Pif importa du Mexique dix millions de pois sauteurs et renouvellera l’expérience en 1988 et en 2005. Aujourd’hui, entre possesseurs de coutelas de Rahan, adulateurs de « pifises » et de « pifitos », nous formons une vaste communauté invisible et paisible. Sans toujours savoir que ces illustres pois furent à l’origine, bien des années plus tôt, d’une brouille entre Roger Caillois et André Breton.
Etre l’objet du courroux du grand surréaliste ne relève pas de l’exploit : Desnos, Prévert, Aragon, Bataille et bien d’autres y parvinrent aisément, pour divers motifs. Lacan, lui, fut mis au ban pour s’être marié à l’église : Breton déchira, en public, son faire-part puis envoya les morceaux au futur marié.

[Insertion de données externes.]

//! Connection profiles: stored settings resolved into something a backend can connect with.

use super::path::RemotePath;
use super::ProtocolKind;
use crate::settings::SettingsSource;
use std::fmt;

pub const DEFAULT_SFTP_PORT: u16 = 22;

/// One of the three stored connection slots.
#[derive(Debug, Clone, Copy, PartialEq, Eq)]
pub enum ProfileSlot {
    One,
    Two,
    Three,
}

impl ProfileSlot {
    pub const ALL: [ProfileSlot; 3] = [ProfileSlot::One, ProfileSlot::Two, ProfileSlot::Three];

    /// `1..=3`; anything else (including 0 = "none") has no slot.
    pub fn from_setting(value: i64) -> Option<Self> {
        match value {
            1 => Some(ProfileSlot::One),
            2 => Some(ProfileSlot::Two),
            3 => Some(ProfileSlot::Three),
            _ => None,
        }
    }

    pub fn number(self) -> u8 {
        match self {
            ProfileSlot::One => 1,
            ProfileSlot::Two => 2,
            ProfileSlot::Three => 3,
        }
    }

    fn key(self, name: &str) -> String {
        format!("connection_{}_{}", self.number(), name)
    }
}

/// Immutable for the duration of one operation; re-read from settings for every run.
#[derive(Clone, PartialEq, Eq)]
pub struct ConnectionProfile {
    pub kind: ProtocolKind,
    pub host: String,
    pub user: String,
    pub password: String,
    pub base_path: String,
    pub sftp_port: u16,
}

impl ConnectionProfile {
    /// "No host configured". Every remote operation is gated off for this profile.
    pub fn none() -> Self {
        Self {
            kind: ProtocolKind::Ftp,
            host: String::new(),
            user: String::new(),
            password: String::new(),
            base_path: String::new(),
            sftp_port: DEFAULT_SFTP_PORT,
        }
    }

    pub fn from_slot(settings: &dyn SettingsSource, slot: ProfileSlot) -> Self {
        let port = settings
            .get_string(&slot.key("sftp_port"), "22")
            .trim()
            .parse()
            .ok()
            .filter(|p| *p != 0)
            .unwrap_or(DEFAULT_SFTP_PORT);

        Self {
            kind: ProtocolKind::from_index(settings.get_int(&slot.key("type"), 0)),
            host: settings.get_string(&slot.key("host"), "").trim().to_string(),
            user: settings.get_string(&slot.key("user"), ""),
            password: settings.get_string(&slot.key("password"), ""),
            base_path: settings.get_string(&slot.key("base_path"), "").trim().to_string(),
            sftp_port: port,
        }
    }

    /// Profile of `active_connection`; unknown or out-of-range slots resolve to [`Self::none`].
    pub fn active(settings: &dyn SettingsSource) -> Self {
        match ProfileSlot::from_setting(settings.get_int("active_connection", 1)) {
            Some(slot) => Self::from_slot(settings, slot),
            None => Self::none(),
        }
    }

    pub fn is_configured(&self) -> bool {
        !self.host.trim().is_empty()
    }

    /// `<base>/auto_fav_sync`
    pub fn sync_root(&self) -> RemotePath {
        RemotePath::sync_root(&self.base_path)
    }

    /// Human readable description without the password.
    pub fn summary(&self, label: &str) -> String {
        if !self.is_configured() {
            return format!("{}\n\nNot configured", label);
        }

        let mut lines = vec![
            label.to_string(),
            String::new(),
            format!("Type: {}", self.kind),
            format!("Host: {}", self.host),
            format!("User: {}", if self.user.trim().is_empty() { "-" } else { self.user.trim() }),
            format!("Base path: {}", if self.base_path.is_empty() { "." } else { &self.base_path }),
        ];
        if self.kind == ProtocolKind::Sftp {
            lines.push(format!("SFTP port: {}", self.sftp_port));
        }
        lines.join("\n")
    }
}

impl fmt::Debug for ConnectionProfile {
    fn fmt(&self, f: &mut fmt::Formatter<'_>) -> fmt::Result {
        f.debug_struct("ConnectionProfile")
            .field("kind", &self.kind)
            .field("host", &self.host)
            .field("user", &self.user)
            .field("password", &"<redacted>")
            .field("base_path", &self.base_path)
            .field("sftp_port", &self.sftp_port)
            .finish()
    }
}
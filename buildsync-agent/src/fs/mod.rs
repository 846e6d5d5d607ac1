//! Local filesystem helpers.

pub mod walker;
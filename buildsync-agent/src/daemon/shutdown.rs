//! Graceful shutdown on SIGTERM and SIGINT.
//!
//! A signal cancels the shared token; the sync core sees it at its next checkpoint, so a transfer
//! in flight finishes before the service stops.

use tokio::signal;
use tokio_util::sync::CancellationToken;
use tracing::{error, info};

pub struct ShutdownCoordinator {
    token: CancellationToken,
}

impl ShutdownCoordinator {
    pub fn new() -> Self {
        Self {
            token: CancellationToken::new(),
        }
    }

    /// Token cancelled once shutdown begins.
    pub fn token(&self) -> CancellationToken {
        self.token.clone()
    }

    /// Wait for SIGINT or SIGTERM, then cancel the token.
    /// A handler that cannot be installed is logged and never fires.
    pub async fn wait_for_signal(&self) {
        let ctrl_c = async {
            if let Err(e) = signal::ctrl_c().await {
                error!("Failed to install Ctrl+C handler: {}", e);
                std::future::pending::<()>().await;
            }
        };

        #[cfg(unix)]
        let terminate = async {
            match signal::unix::signal(signal::unix::SignalKind::terminate()) {
                Ok(mut stream) => {
                    stream.recv().await;
                }
                Err(e) => {
                    error!("Failed to install SIGTERM handler: {}", e);
                    std::future::pending::<()>().await;
                }
            }
        };

        #[cfg(not(unix))]
        let terminate = std::future::pending::<()>();

        tokio::select! {
            _ = ctrl_c => {
                info!("Received SIGINT (Ctrl+C), stopping after the current step...");
            }
            _ = terminate => {
                info!("Received SIGTERM, stopping after the current step...");
            }
            _ = self.token.cancelled() => {}
        }

        self.shutdown();
    }

    /// Cancel the token without waiting for a signal.
    pub fn shutdown(&self) {
        if !self.token.is_cancelled() {
            info!("Graceful shutdown initiated");
            self.token.cancel();
        }
    }
}

impl Default for ShutdownCoordinator {
    fn default() -> Self {
        Self::new()
    }
}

Avec Caillois, la rupture survint en 1934, dans un café, devant le spectacle bondissant de ces fameux pois. L’historien d’art René Huyghe décrit ainsi la scène : « Ces graines agitées et tressautantes tranchaient sur l’habitus paisible de cette légumineuse et excitèrent en André Breton un sens du mystère, un délire, toujours avides de s’exercer. Il s’extasia sur le prodige. Il fut seul. »
Car, dit Huyghe en s’adressant à Caillois, « votre rigueur intraitable s’insurgea, exigea qu’on ouvrît le corps du miracle, afin d’en trouver l’explication, que vous soupçonniez être un insecte ou un ver prisonnier à l’intérieur. Breton s’interposa, cria au sacrilège, fulmina l’anathème contre l’exterminateur de mythes que vous prétendiez devenir ». Ce sera la fin du compagnonnage surréaliste de Caillois.

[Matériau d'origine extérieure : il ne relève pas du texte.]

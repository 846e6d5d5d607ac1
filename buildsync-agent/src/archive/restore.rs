//! Validating, listing and restoring backups.

use super::backup::BACKUP_PREFIX;
use super::manifest::{BackupManifest, MANIFEST_FILE_NAME};
use super::policy::{contained_target, is_allowed_entry, is_directory_entry, is_self_entry, normalize_entry_name};
use super::{extract_entry, CancelCheck, RestoreReport};
use crate::utils::errors::{Result, SyncError};
use std::fs::{self, File};
use std::io::{self, Read};
use std::path::{Path, PathBuf};
use tracing::{debug, error, info, warn};
use zip::ZipArchive;

/// Temp subfolder kept when wiping before a restore.
const KEEP_ON_WIPE: &str = "archive_cache";

#[derive(Debug, Clone)]
pub struct RestoreOptions {
    /// Directory entries are extracted under (`userdata/...` and `addons/...` land below it)
    pub extract_root: PathBuf,
    /// Agent identity; its own `addon_data` is never overwritten
    pub addon_id: String,
    /// Empty `temp_dir` (except `archive_cache`) before extracting
    pub wipe_first: bool,
    pub temp_dir: PathBuf,
}

fn has_zip_extension(path: &Path) -> bool {
    path.extension()
        .map(|ext| ext.eq_ignore_ascii_case("zip"))
        .unwrap_or(false)
}

/// Check structure, provenance and entry paths of a backup archive.
pub fn validate_backup(zip_path: &Path, creator: &str) -> Result<()> {
    if !has_zip_extension(zip_path) || !zip_path.is_file() {
        return Err(SyncError::ValidationFailed(format!(
            "{} is not a .zip file",
            zip_path.display()
        )));
    }

    let mut archive = ZipArchive::new(File::open(zip_path)?)?;
    if archive.is_empty() {
        return Err(SyncError::BadArchive("archive has no entries".to_string()));
    }
    let names: Vec<String> = archive.file_names().map(String::from).collect();

    if names.iter().any(|n| n == MANIFEST_FILE_NAME) {
        let mut raw = String::new();
        archive
            .by_name(MANIFEST_FILE_NAME)?
            .read_to_string(&mut raw)
            .map_err(|e| SyncError::ValidationFailed(format!("manifest unreadable: {}", e)))?;
        let manifest = BackupManifest::from_json(&raw)
            .map_err(|e| SyncError::ValidationFailed(format!("manifest invalid: {}", e)))?;
        if !manifest.is_trusted(creator) {
            return Err(SyncError::ValidationFailed(format!(
                "manifest creator {} version {} not accepted",
                manifest.creator, manifest.version
            )));
        }
    } else if !names
        .iter()
        .any(|n| normalize_entry_name(n).starts_with("userdata/"))
    {
        return Err(SyncError::ValidationFailed(
            "no manifest and no userdata/ entry".to_string(),
        ));
    }

    for name in &names {
        if name == MANIFEST_FILE_NAME || is_directory_entry(name) {
            continue;
        }
        if !is_allowed_entry(name) {
            return Err(SyncError::ValidationFailed(format!(
                "disallowed entry path {}",
                name
            )));
        }
    }

    Ok(())
}

/// `validate_backup` as a predicate; the reason is logged at debug.
pub fn is_valid_backup(zip_path: &Path, creator: &str) -> bool {
    match validate_backup(zip_path, creator) {
        Ok(()) => true,
        Err(e) => {
            debug!("Rejected backup {}: {}", zip_path.display(), e);
            false
        }
    }
}

/// Extract a backup under `options.extract_root`.
///
/// Every entry is re-checked (allow-list, self-exclusion, containment) regardless of prior
/// validation; rejected entries are counted as skipped. Per-entry write errors are counted as
/// failed and do not stop the restore. Cancellation leaves already extracted files in place.
pub fn restore_from_zip(
    zip_path: &Path,
    options: &RestoreOptions,
    cancel: CancelCheck<'_>,
) -> Result<RestoreReport> {
    if !has_zip_extension(zip_path) {
        return Err(SyncError::ValidationFailed(format!(
            "{} is not a .zip file",
            zip_path.display()
        )));
    }
    if !zip_path.is_file() {
        return Err(SyncError::Io(io::Error::new(
            io::ErrorKind::NotFound,
            format!("{} not found", zip_path.display()),
        )));
    }

    if options.wipe_first {
        wipe_temp(&options.temp_dir, zip_path);
    }

    let mut archive = ZipArchive::new(File::open(zip_path)?)?;
    let mut report = RestoreReport::default();
    fs::create_dir_all(&options.extract_root)?;

    for index in 0..archive.len() {
        if cancel() {
            info!(
                "Restore cancelled: {} extracted, {} skipped, {} failed so far",
                report.extracted, report.skipped, report.failed
            );
            return Err(SyncError::Cancelled);
        }

        let mut entry = match archive.by_index(index) {
            Ok(entry) => entry,
            Err(e) => {
                error!("Unreadable archive entry #{}: {}", index, e);
                report.failed += 1;
                continue;
            }
        };
        let name = entry.name().to_string();

        if entry.is_dir() || is_directory_entry(&name) || name == MANIFEST_FILE_NAME {
            continue;
        }
        if !is_allowed_entry(&name) {
            debug!("Restore skip disallowed path: {}", name);
            report.skipped += 1;
            continue;
        }
        if is_self_entry(&name, &options.addon_id) {
            debug!("Restore skip own data: {}", name);
            report.skipped += 1;
            continue;
        }
        let Some(target) = contained_target(&options.extract_root, &name) else {
            warn!("Restore skip path escaping {}: {}", options.extract_root.display(), name);
            report.skipped += 1;
            continue;
        };

        match extract_entry(&mut entry, &options.extract_root, &target) {
            Ok(Some(_)) => report.extracted += 1,
            Ok(None) => {
                warn!("Restore skip path leaving {} through a symlink: {}", options.extract_root.display(), name);
                report.skipped += 1;
            }
            Err(e) => {
                error!("Extract error {}: {}", name, e);
                report.failed += 1;
            }
        }
    }

    info!(
        "Restored {} into {}: {} extracted, {} skipped, {} failed",
        zip_path.display(),
        options.extract_root.display(),
        report.extracted,
        report.skipped,
        report.failed
    );
    Ok(report)
}

/// Remove everything in `temp_dir` except `archive_cache` and the archive being restored.
/// Errors are logged.
fn wipe_temp(temp_dir: &Path, keep: &Path) {
    let entries = match fs::read_dir(temp_dir) {
        Ok(entries) => entries,
        Err(e) => {
            debug!("Nothing to wipe in {}: {}", temp_dir.display(), e);
            return;
        }
    };

    for entry in entries.flatten() {
        let path = entry.path();
        if path == keep {
            continue;
        }
        let result = if path.is_dir() {
            if entry.file_name() == KEEP_ON_WIPE {
                continue;
            }
            fs::remove_dir_all(&path)
        } else {
            fs::remove_file(&path)
        };
        if let Err(e) = result {
            error!("Wipe temp {}: {}", path.display(), e);
        }
    }
}

/// Backup file name filter: `doku_backup_*.zip`.
pub fn is_backup_file_name(name: &str) -> bool {
    name.starts_with(BACKUP_PREFIX) && name.to_ascii_lowercase().ends_with(".zip")
}

/// Valid backups in `dir`, newest (mtime) first.
pub fn list_local_backups(dir: &Path, creator: &str) -> Vec<PathBuf> {
    let entries = match fs::read_dir(dir) {
        Ok(entries) => entries,
        Err(e) => {
            debug!("List backup dir {}: {}", dir.display(), e);
            return Vec::new();
        }
    };

    let mut backups: Vec<(PathBuf, std::time::SystemTime)> = entries
        .flatten()
        .filter(|entry| is_backup_file_name(&entry.file_name().to_string_lossy()))
        .map(|entry| entry.path())
        .filter(|path| is_valid_backup(path, creator))
        .map(|path| {
            let modified = fs::metadata(&path)
                .and_then(|m| m.modified())
                .unwrap_or(std::time::UNIX_EPOCH);
            (path, modified)
        })
        .collect();

    backups.sort_by(|a, b| b.1.cmp(&a.1));
    backups.into_iter().map(|(path, _)| path).collect()
}

/// Backup names from a remote listing, newest first (names embed the date).
pub fn select_remote_backups(names: Vec<String>) -> Vec<String> {
    let mut backups: Vec<String> = names
        .into_iter()
        .filter(|name| is_backup_file_name(name))
        .collect();
    backups.sort_by(|a, b| b.cmp(a));
    backups
}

On peut trouver le motif futile. On est pourtant au cœur de l’entreprise intellectuelle de Caillois qui ne souhaite pas s’enivrer du mystère mais le comprendre : « L’irrationnel soit, mais j’y veux d’abord la cohérence », écrit-il dans sa lettre de rupture. Caillois est un héritier des hommes de la Renaissance, des Lumières, il voue un culte à la raison, à l’analyse. Il décortique, compare, ausculte et démonte tout ou presque. Il se méfie des « escroqueries » de la littérature, des « supercheries » de la poésie, des facilités de l’occultisme.
Ce qui ne l’empêche pas, bien au contraire, et c’est peut-être pour cela qu’il peut sembler déroutant, d’être fasciné par les masques, la magie, les rituels, le vertige. Ce qu’il refuse, c’est de tomber dans une forme d’« hédonisme intellectuel ». Ce qu’il souhaite, lui, c’est lancer des ponts entre la raison et l’imagination, partir en quête de l’unité, des cohérences aventureuses du monde. Il croit en la force d’une « raison créative », se rapprochant ainsi de Bachelard.